**Prompt:** Your answer should consist only of the lines below from the one with "let back = image_from_path(&back)?;" through the one with "a library-sourced capture.", copied exactly.

**Task material:**
=== Begin Enclosure ===
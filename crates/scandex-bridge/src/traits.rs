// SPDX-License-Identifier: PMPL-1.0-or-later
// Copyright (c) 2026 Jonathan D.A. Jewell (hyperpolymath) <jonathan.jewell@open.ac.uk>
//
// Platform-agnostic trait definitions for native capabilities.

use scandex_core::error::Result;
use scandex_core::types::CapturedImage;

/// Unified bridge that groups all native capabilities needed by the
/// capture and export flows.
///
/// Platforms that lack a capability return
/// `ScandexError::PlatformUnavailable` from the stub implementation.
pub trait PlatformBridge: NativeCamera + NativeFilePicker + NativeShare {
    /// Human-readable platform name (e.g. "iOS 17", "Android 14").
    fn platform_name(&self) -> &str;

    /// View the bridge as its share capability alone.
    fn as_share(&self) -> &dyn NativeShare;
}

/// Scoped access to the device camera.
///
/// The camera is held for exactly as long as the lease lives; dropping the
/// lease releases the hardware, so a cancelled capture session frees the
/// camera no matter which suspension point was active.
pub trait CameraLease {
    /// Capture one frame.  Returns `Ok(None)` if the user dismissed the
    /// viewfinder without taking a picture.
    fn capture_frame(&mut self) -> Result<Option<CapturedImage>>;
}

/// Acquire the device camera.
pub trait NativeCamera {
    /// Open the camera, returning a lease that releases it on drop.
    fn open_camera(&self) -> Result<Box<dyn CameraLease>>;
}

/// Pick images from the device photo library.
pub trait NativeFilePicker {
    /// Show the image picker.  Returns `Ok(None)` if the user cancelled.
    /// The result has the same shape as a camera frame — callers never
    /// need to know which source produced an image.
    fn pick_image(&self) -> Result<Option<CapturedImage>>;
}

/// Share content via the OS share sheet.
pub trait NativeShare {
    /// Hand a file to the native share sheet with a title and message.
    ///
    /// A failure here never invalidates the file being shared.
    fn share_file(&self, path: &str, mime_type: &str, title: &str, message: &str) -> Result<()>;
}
=== End Enclosure ===
=== Begin Enclosure ===
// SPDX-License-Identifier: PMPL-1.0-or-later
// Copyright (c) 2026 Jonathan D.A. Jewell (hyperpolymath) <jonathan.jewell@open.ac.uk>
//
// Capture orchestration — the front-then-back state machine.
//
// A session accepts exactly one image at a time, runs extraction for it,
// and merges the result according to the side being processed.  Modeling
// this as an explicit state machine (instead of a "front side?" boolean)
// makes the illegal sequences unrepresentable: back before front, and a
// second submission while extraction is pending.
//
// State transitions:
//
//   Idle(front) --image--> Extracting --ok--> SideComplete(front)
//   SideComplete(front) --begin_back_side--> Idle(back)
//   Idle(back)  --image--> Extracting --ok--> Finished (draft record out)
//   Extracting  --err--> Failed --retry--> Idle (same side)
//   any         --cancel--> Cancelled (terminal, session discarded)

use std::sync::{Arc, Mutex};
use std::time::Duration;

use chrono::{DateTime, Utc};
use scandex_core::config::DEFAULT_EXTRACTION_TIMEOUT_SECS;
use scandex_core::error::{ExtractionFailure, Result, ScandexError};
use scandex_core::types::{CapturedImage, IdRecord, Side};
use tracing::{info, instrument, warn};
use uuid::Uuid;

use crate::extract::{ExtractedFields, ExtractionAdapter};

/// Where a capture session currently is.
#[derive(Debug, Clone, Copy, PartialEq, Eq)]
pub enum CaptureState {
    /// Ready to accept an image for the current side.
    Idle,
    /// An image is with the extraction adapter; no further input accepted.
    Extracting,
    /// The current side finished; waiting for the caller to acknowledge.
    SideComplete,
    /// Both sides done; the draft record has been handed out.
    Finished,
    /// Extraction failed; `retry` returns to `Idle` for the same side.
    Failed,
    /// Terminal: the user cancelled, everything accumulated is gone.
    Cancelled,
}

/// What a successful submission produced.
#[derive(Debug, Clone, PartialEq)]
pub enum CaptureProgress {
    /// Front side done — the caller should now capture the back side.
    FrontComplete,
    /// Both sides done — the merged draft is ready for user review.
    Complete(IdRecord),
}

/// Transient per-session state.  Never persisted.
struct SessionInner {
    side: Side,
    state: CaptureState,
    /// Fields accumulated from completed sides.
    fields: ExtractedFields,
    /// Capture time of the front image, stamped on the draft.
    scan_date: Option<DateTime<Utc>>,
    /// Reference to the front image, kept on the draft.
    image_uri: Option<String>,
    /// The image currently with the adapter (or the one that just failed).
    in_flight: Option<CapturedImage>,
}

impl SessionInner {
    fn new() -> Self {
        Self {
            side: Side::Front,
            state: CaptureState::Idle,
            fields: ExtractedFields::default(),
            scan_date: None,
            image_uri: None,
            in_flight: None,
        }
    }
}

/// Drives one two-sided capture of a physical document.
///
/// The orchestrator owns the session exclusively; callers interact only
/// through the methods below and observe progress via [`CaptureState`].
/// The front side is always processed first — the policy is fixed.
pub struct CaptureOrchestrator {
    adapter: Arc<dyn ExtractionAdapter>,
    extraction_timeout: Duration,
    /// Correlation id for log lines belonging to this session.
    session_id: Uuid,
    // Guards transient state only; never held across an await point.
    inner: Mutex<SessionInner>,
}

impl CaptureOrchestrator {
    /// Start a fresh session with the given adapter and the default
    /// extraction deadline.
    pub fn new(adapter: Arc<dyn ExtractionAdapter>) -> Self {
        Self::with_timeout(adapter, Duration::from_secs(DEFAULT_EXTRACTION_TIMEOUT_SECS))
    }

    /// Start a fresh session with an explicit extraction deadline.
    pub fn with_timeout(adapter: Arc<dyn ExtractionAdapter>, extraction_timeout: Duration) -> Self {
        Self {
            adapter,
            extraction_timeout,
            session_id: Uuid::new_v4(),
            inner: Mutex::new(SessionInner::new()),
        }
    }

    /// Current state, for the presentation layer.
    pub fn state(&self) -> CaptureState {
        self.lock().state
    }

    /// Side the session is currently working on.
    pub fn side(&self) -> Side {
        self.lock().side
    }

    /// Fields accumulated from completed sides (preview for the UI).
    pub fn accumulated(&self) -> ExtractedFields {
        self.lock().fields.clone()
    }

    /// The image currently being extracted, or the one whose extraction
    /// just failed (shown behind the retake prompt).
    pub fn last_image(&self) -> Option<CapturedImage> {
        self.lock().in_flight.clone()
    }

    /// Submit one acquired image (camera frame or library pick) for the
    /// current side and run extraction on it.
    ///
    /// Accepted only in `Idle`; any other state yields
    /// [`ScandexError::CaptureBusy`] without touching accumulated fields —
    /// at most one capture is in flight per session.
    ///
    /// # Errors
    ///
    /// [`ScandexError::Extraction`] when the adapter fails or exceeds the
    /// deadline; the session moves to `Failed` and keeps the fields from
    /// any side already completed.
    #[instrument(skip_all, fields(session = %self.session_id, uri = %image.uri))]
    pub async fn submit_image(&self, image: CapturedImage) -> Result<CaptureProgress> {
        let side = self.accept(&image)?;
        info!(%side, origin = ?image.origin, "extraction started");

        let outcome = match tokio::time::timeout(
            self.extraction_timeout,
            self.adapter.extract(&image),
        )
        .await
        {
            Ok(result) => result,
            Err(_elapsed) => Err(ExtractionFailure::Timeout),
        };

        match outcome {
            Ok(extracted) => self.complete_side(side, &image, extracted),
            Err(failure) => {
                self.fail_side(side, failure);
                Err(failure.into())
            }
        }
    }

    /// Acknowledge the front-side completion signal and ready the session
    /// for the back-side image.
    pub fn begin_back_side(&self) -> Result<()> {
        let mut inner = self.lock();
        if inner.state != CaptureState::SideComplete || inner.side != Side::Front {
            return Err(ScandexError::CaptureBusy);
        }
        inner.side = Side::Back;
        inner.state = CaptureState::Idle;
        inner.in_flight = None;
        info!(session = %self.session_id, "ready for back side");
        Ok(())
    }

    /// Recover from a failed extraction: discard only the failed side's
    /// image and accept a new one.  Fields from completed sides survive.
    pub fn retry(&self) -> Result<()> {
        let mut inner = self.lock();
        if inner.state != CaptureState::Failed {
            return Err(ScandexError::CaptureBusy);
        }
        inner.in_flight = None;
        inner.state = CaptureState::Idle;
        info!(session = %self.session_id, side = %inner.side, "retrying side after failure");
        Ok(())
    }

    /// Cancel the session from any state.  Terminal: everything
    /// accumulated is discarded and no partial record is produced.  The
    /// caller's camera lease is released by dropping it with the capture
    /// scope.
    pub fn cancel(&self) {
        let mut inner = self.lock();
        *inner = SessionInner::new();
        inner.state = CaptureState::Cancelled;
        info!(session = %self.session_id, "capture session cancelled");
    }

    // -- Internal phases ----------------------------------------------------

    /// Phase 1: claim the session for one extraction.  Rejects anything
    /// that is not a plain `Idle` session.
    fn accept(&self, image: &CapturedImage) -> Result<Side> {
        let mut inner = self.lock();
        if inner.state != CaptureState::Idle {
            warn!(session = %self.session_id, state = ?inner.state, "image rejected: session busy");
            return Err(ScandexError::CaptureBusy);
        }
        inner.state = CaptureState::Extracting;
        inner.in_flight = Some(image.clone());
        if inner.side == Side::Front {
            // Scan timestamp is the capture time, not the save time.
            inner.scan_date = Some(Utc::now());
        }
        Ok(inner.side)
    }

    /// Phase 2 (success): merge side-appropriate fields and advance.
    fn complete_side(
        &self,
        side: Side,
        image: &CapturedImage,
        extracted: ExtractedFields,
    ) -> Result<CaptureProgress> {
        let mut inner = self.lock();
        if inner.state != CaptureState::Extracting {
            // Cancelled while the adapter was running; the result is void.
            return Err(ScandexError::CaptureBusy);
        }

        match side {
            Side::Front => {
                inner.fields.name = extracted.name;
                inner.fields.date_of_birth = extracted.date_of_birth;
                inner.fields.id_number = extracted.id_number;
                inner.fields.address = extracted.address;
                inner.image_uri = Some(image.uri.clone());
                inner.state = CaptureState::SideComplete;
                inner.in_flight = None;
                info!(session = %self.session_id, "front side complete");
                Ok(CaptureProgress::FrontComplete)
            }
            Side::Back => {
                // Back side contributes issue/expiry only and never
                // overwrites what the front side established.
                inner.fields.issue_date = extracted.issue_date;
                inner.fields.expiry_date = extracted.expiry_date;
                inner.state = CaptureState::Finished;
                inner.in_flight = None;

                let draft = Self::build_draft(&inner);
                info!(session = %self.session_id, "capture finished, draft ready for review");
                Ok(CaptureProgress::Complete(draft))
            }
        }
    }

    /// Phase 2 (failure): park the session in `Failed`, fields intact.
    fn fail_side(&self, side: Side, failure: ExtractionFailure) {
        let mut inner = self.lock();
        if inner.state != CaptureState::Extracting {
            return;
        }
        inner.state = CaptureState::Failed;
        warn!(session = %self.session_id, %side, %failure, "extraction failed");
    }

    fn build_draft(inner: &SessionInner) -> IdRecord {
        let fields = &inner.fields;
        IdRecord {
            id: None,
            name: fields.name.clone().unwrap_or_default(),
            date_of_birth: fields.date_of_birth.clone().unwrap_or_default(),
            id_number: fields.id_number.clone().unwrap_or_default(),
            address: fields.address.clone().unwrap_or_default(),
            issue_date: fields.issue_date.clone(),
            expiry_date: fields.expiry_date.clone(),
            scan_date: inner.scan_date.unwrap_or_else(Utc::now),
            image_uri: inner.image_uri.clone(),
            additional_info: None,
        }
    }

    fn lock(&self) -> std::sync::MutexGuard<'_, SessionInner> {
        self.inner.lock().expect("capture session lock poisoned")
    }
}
=== End Enclosure ===
=== Begin Enclosure ===
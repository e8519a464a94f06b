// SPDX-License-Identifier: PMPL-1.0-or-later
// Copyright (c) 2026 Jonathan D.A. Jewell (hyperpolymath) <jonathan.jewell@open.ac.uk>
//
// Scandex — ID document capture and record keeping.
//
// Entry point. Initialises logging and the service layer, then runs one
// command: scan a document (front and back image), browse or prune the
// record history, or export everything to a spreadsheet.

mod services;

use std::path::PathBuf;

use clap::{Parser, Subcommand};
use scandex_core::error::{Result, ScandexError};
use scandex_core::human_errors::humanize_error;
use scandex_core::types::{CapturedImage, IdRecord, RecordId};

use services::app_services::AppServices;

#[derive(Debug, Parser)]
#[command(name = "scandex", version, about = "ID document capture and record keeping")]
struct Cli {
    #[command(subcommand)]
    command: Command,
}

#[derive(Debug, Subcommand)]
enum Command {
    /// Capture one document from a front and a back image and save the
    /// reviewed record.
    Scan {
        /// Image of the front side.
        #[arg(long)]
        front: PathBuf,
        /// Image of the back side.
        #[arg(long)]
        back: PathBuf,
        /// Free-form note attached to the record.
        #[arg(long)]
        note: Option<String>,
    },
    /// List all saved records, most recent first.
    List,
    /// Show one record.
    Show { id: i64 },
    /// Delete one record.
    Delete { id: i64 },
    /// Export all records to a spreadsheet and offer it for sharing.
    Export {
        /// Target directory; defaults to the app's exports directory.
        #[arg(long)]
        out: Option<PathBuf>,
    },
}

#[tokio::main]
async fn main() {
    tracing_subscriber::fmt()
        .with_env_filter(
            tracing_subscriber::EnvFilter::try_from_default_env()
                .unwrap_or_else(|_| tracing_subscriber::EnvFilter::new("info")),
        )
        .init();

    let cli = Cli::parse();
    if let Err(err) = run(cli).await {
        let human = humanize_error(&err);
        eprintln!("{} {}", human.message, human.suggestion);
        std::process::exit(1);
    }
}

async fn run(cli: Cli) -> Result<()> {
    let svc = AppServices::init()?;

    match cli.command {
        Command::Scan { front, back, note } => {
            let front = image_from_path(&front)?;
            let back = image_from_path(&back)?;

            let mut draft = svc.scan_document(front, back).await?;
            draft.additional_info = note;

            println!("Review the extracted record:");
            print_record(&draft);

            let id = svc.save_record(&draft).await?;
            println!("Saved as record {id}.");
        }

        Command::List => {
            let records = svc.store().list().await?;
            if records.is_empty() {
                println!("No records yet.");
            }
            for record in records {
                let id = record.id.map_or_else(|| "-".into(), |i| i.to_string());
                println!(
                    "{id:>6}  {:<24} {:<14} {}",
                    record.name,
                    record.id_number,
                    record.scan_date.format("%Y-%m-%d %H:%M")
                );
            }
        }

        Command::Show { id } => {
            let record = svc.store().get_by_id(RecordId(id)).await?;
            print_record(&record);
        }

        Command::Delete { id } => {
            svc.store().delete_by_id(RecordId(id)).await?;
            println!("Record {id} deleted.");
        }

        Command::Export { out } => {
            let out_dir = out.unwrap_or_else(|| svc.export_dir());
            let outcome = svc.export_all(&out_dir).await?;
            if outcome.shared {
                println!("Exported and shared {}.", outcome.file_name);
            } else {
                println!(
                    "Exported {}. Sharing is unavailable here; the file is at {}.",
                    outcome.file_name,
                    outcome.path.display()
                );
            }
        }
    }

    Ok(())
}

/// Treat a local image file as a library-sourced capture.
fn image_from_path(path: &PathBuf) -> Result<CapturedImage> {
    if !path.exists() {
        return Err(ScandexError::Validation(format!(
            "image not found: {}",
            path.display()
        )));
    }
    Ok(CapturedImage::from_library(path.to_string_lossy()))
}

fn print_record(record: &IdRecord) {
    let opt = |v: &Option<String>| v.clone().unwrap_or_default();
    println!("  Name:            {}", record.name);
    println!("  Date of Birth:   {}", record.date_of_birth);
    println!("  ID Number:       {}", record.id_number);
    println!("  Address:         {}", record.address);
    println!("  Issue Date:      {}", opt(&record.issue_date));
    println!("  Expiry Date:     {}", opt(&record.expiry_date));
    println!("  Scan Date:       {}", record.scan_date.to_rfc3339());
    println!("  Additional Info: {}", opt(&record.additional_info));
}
=== End Enclosure ===
**Response box:**
            let back = image_from_path(&back)?;

            let mut draft = svc.scan_document(front, back).await?;
            draft.additional_info = note;

            println!("Review the extracted record:");
            print_record(&draft);

            let id = svc.save_record(&draft).await?;
            println!("Saved as record {id}.");
        }

        Command::List => {
            let records = svc.store().list().await?;
            if records.is_empty() {
                println!("No records yet.");
            }
            for record in records {
                let id = record.id.map_or_else(|| "-".into(), |i| i.to_string());
                println!(
                    "{id:>6}  {:<24} {:<14} {}",
                    record.name,
                    record.id_number,
                    record.scan_date.format("%Y-%m-%d %H:%M")
                );
            }
        }

        Command::Show { id } => {
            let record = svc.store().get_by_id(RecordId(id)).await?;
            print_record(&record);
        }

        Command::Delete { id } => {
            svc.store().delete_by_id(RecordId(id)).await?;
            println!("Record {id} deleted.");
        }

        Command::Export { out } => {
            let out_dir = out.unwrap_or_else(|| svc.export_dir());
            let outcome = svc.export_all(&out_dir).await?;
            if outcome.shared {
                println!("Exported and shared {}.", outcome.file_name);
            } else {
                println!(
                    "Exported {}. Sharing is unavailable here; the file is at {}.",
                    outcome.file_name,
                    outcome.path.display()
                );
            }
        }
    }

    Ok(())
}

/// Treat a local image file as a library-sourced capture.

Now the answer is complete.